What is expected
The expected answer comprises all lines from the entries that contain the string "returned".

Excerpted records
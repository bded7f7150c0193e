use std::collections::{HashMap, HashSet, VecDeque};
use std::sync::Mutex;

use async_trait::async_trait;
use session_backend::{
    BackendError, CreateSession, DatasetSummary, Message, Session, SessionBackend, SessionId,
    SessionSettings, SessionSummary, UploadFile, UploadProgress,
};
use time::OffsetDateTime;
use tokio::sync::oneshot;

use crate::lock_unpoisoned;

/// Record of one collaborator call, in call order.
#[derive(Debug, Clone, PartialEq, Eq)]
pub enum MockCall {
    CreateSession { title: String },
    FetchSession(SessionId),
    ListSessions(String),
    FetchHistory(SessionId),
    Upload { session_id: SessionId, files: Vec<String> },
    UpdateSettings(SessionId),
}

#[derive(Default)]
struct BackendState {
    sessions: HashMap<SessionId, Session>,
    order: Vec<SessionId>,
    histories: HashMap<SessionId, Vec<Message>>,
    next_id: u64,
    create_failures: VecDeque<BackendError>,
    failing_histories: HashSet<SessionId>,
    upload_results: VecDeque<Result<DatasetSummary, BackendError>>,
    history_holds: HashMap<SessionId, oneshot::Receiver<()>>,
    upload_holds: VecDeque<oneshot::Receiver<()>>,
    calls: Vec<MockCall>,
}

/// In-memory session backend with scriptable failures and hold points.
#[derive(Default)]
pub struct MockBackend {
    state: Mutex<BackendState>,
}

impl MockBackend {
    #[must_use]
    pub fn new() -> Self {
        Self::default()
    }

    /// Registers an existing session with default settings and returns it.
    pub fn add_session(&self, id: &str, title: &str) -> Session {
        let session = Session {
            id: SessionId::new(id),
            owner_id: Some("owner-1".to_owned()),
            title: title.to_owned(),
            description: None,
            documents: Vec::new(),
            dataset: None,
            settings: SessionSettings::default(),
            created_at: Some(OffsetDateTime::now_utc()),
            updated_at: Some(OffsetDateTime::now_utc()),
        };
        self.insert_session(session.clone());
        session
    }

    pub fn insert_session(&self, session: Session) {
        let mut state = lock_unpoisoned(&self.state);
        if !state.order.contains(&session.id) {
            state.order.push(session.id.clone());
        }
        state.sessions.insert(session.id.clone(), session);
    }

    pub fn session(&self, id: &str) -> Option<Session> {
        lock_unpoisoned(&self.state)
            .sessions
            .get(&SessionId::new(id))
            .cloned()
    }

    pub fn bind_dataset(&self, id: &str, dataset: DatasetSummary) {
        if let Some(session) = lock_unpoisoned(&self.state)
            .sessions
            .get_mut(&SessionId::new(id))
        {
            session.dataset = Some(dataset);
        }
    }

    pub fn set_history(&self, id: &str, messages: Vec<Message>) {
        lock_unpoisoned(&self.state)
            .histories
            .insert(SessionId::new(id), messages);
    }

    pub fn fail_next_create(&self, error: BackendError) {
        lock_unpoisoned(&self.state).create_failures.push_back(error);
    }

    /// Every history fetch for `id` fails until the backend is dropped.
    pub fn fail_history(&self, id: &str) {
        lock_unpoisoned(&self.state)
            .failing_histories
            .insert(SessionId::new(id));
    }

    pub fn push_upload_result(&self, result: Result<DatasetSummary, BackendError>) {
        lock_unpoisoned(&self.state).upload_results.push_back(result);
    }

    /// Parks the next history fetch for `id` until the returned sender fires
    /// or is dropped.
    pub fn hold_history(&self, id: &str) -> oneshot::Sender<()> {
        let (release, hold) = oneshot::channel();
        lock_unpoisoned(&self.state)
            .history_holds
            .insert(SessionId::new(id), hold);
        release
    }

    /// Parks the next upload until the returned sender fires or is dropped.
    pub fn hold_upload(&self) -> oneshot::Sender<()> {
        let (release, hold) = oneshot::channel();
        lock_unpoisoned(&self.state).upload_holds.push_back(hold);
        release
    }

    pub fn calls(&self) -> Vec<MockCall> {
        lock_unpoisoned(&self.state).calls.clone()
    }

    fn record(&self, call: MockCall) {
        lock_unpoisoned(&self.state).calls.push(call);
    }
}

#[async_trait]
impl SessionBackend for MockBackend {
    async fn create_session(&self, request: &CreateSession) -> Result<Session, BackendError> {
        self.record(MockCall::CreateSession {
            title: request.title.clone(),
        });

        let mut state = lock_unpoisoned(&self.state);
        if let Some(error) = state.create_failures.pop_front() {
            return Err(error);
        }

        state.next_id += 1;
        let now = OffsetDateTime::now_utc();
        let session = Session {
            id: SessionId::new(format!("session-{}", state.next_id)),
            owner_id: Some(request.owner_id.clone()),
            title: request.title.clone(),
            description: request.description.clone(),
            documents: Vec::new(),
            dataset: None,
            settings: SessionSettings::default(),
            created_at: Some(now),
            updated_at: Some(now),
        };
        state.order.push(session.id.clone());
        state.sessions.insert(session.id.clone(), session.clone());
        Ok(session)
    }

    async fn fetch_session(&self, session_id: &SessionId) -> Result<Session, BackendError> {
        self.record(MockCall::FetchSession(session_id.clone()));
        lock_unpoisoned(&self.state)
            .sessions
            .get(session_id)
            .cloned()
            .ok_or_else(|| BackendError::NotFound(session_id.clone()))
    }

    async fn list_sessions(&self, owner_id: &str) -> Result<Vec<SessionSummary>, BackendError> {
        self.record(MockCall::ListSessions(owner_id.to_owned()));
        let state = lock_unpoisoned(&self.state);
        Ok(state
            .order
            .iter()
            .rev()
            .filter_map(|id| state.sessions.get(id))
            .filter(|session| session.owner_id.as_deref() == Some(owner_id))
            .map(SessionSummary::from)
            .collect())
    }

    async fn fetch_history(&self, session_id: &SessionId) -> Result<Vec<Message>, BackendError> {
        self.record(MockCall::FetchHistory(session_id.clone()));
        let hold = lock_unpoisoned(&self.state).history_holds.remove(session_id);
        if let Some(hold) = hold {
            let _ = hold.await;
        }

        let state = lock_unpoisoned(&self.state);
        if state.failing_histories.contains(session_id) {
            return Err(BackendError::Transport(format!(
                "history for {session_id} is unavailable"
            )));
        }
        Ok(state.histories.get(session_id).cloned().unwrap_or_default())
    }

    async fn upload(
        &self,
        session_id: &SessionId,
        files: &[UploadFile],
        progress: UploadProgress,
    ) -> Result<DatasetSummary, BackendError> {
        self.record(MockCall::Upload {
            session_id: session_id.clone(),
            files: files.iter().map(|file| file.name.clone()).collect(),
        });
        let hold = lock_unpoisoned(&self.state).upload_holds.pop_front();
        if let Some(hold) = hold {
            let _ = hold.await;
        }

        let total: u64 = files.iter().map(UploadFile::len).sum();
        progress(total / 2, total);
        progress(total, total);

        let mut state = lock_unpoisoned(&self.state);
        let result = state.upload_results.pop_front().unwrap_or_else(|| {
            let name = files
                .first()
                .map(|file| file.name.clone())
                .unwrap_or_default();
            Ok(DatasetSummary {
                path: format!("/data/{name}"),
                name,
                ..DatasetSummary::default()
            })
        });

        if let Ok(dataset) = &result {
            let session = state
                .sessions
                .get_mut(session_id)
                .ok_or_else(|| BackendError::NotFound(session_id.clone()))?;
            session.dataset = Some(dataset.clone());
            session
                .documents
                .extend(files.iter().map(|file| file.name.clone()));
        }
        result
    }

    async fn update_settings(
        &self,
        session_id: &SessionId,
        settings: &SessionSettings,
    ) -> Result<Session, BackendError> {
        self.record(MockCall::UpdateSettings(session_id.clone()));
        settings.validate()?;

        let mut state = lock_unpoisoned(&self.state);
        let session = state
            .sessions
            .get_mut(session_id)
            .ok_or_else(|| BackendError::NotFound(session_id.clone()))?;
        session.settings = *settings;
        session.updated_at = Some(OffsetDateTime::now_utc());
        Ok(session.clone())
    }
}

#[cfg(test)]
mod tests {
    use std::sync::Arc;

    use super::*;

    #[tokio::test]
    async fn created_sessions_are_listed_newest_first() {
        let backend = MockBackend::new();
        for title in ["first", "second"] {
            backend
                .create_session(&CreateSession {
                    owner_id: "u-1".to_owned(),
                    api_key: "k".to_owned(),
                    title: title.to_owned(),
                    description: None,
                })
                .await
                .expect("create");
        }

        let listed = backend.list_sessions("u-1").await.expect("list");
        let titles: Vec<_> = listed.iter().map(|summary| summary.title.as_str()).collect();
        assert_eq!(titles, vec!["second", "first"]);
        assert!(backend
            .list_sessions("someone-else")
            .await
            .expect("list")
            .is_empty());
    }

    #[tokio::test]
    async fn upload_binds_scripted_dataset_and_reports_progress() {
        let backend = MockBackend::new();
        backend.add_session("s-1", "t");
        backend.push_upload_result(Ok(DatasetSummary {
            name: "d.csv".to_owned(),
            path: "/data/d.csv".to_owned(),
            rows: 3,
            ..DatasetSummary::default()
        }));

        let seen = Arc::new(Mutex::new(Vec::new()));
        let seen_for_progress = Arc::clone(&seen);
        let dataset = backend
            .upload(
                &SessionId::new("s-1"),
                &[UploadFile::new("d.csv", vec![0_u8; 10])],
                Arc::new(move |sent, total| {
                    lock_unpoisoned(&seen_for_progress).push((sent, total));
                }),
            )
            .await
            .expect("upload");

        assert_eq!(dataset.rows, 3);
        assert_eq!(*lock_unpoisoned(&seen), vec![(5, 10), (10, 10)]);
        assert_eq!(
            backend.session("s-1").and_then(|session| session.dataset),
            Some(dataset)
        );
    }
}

Output below
    /// Parks the next history fetch for `id` until the returned sender fires
    /// Parks the next upload until the returned sender fires or is dropped.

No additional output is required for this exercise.